** RECORDS SUPPLIED follows **

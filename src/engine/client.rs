//! External workflow engine client — thin request/response wrapper around
//! the engine's HTTP API.

use std::time::Duration;

use async_trait::async_trait;
use secrecy::{ExposeSecret, SecretString};

use crate::error::{ConfigError, EngineError};
use crate::template::WorkflowDefinition;

use super::types::{CreatedWorkflow, Envelope, ExecutionSample, ExecutionStarted, WorkflowInfo};

/// Header carrying the static engine API key.
pub const API_KEY_HEADER: &str = "X-API-KEY";

/// Async interface to the engine HTTP API.
///
/// All operations are blocking network calls bounded by the client's own
/// timeout, independent of any caller-side retry delays.
#[async_trait]
pub trait EngineClient: Send + Sync {
    /// Liveness probe (`GET /workflows`).
    async fn ping(&self) -> Result<(), EngineError>;

    async fn create_workflow(
        &self,
        definition: &WorkflowDefinition,
    ) -> Result<CreatedWorkflow, EngineError>;

    async fn activate_workflow(&self, id: &str) -> Result<(), EngineError>;

    async fn deactivate_workflow(&self, id: &str) -> Result<(), EngineError>;

    async fn delete_workflow(&self, id: &str) -> Result<(), EngineError>;

    async fn get_workflow(&self, id: &str) -> Result<WorkflowInfo, EngineError>;

    /// Submit a payload through the workflow's execution entry point.
    async fn execute_workflow(
        &self,
        id: &str,
        payload: &serde_json::Value,
    ) -> Result<ExecutionStarted, EngineError>;

    async fn get_execution(&self, id: &str) -> Result<ExecutionSample, EngineError>;

    /// Most recent executions for a workflow, newest first.
    async fn list_executions(
        &self,
        workflow_id: &str,
        limit: usize,
    ) -> Result<Vec<ExecutionSample>, EngineError>;
}

/// Engine connection settings.
#[derive(Debug, Clone)]
pub struct EngineConfig {
    pub base_url: String,
    pub api_key: SecretString,
    pub timeout: Duration,
}

impl EngineConfig {
    /// Build config from environment variables.
    ///
    /// `ENGINE_BASE_URL` and `ENGINE_API_KEY` are required;
    /// `ENGINE_TIMEOUT_SECS` defaults to 30.
    pub fn from_env() -> Result<Self, ConfigError> {
        let base_url = std::env::var("ENGINE_BASE_URL")
            .map_err(|_| ConfigError::MissingEnvVar("ENGINE_BASE_URL".into()))?;
        let api_key = std::env::var("ENGINE_API_KEY")
            .map_err(|_| ConfigError::MissingEnvVar("ENGINE_API_KEY".into()))?;
        let timeout_secs: u64 = std::env::var("ENGINE_TIMEOUT_SECS")
            .ok()
            .and_then(|s| s.parse().ok())
            .unwrap_or(30);

        Ok(Self {
            base_url,
            api_key: SecretString::from(api_key),
            timeout: Duration::from_secs(timeout_secs),
        })
    }
}

/// reqwest-backed implementation of [`EngineClient`].
pub struct HttpEngineClient {
    http: reqwest::Client,
    base_url: String,
    api_key: SecretString,
    timeout_secs: u64,
}

impl HttpEngineClient {
    pub fn new(config: EngineConfig) -> Result<Self, EngineError> {
        let http = reqwest::Client::builder()
            .timeout(config.timeout)
            .build()
            .map_err(|e| EngineError::Transport(format!("failed to build HTTP client: {e}")))?;

        Ok(Self {
            http,
            base_url: config.base_url.trim_end_matches('/').to_string(),
            api_key: config.api_key,
            timeout_secs: config.timeout.as_secs(),
        })
    }

    fn url(&self, path: &str) -> String {
        format!("{}{path}", self.base_url)
    }

    /// Send a request, mapping transport and HTTP-level failures into the
    /// engine error taxonomy.
    async fn send(&self, request: reqwest::RequestBuilder) -> Result<reqwest::Response, EngineError> {
        let response = request
            .header(API_KEY_HEADER, self.api_key.expose_secret())
            .send()
            .await
            .map_err(|e| {
                if e.is_timeout() {
                    EngineError::Timeout {
                        seconds: self.timeout_secs,
                    }
                } else {
                    EngineError::Transport(e.to_string())
                }
            })?;

        let status = response.status();
        if status.is_success() {
            return Ok(response);
        }

        let message = response.text().await.unwrap_or_default();
        let message = truncate(&message, 200);
        if status.as_u16() == 401 || status.as_u16() == 403 {
            return Err(EngineError::Auth { message });
        }
        Err(EngineError::Api {
            status: status.as_u16(),
            message,
        })
    }

    async fn decode<T: serde::de::DeserializeOwned>(
        response: reqwest::Response,
    ) -> Result<T, EngineError> {
        let envelope: Envelope<T> = response
            .json()
            .await
            .map_err(|e| EngineError::Decode(e.to_string()))?;
        Ok(envelope.data)
    }
}

#[async_trait]
impl EngineClient for HttpEngineClient {
    async fn ping(&self) -> Result<(), EngineError> {
        self.send(self.http.get(self.url("/workflows"))).await?;
        Ok(())
    }

    async fn create_workflow(
        &self,
        definition: &WorkflowDefinition,
    ) -> Result<CreatedWorkflow, EngineError> {
        let response = self
            .send(self.http.post(self.url("/workflows")).json(definition))
            .await?;
        Self::decode(response).await
    }

    async fn activate_workflow(&self, id: &str) -> Result<(), EngineError> {
        self.send(self.http.post(self.url(&format!("/workflows/{id}/activate"))))
            .await?;
        Ok(())
    }

    async fn deactivate_workflow(&self, id: &str) -> Result<(), EngineError> {
        self.send(self.http.post(self.url(&format!("/workflows/{id}/deactivate"))))
            .await?;
        Ok(())
    }

    async fn delete_workflow(&self, id: &str) -> Result<(), EngineError> {
        self.send(self.http.delete(self.url(&format!("/workflows/{id}"))))
            .await?;
        Ok(())
    }

    async fn get_workflow(&self, id: &str) -> Result<WorkflowInfo, EngineError> {
        let response = self
            .send(self.http.get(self.url(&format!("/workflows/{id}"))))
            .await?;
        Self::decode(response).await
    }

    async fn execute_workflow(
        &self,
        id: &str,
        payload: &serde_json::Value,
    ) -> Result<ExecutionStarted, EngineError> {
        let response = self
            .send(
                self.http
                    .post(self.url(&format!("/workflows/{id}/execute")))
                    .json(payload),
            )
            .await?;
        Self::decode(response).await
    }

    async fn get_execution(&self, id: &str) -> Result<ExecutionSample, EngineError> {
        let response = self
            .send(self.http.get(self.url(&format!("/executions/{id}"))))
            .await?;
        Self::decode(response).await
    }

    async fn list_executions(
        &self,
        workflow_id: &str,
        limit: usize,
    ) -> Result<Vec<ExecutionSample>, EngineError> {
        let limit = limit.to_string();
        let response = self
            .send(
                self.http
                    .get(self.url("/executions"))
                    .query(&[("workflowId", workflow_id), ("limit", limit.as_str())]),
            )
            .await?;
        Self::decode(response).await
    }
}

fn truncate(s: &str, max: usize) -> String {
    if s.len() <= max {
        return s.to_string();
    }
    let mut end = max;
    while end > 0 && !s.is_char_boundary(end) {
        end -= 1;
    }
    format!("{}...", &s[..end])
}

** End of RECORDS SUPPLIED **

WHAT NEEDS TO BE DONE: What is wanted is every line from the first line of the entries through the line that contains "use crate::template::WorkflowDefinition;", given again exactly.

THE ANSWER:
filename src/engine/client.rs
//! External workflow engine client — thin request/response wrapper around
//! the engine's HTTP API.

use std::time::Duration;

use async_trait::async_trait;
use secrecy::{ExposeSecret, SecretString};

use crate::error::{ConfigError, EngineError};
use crate::template::WorkflowDefinition;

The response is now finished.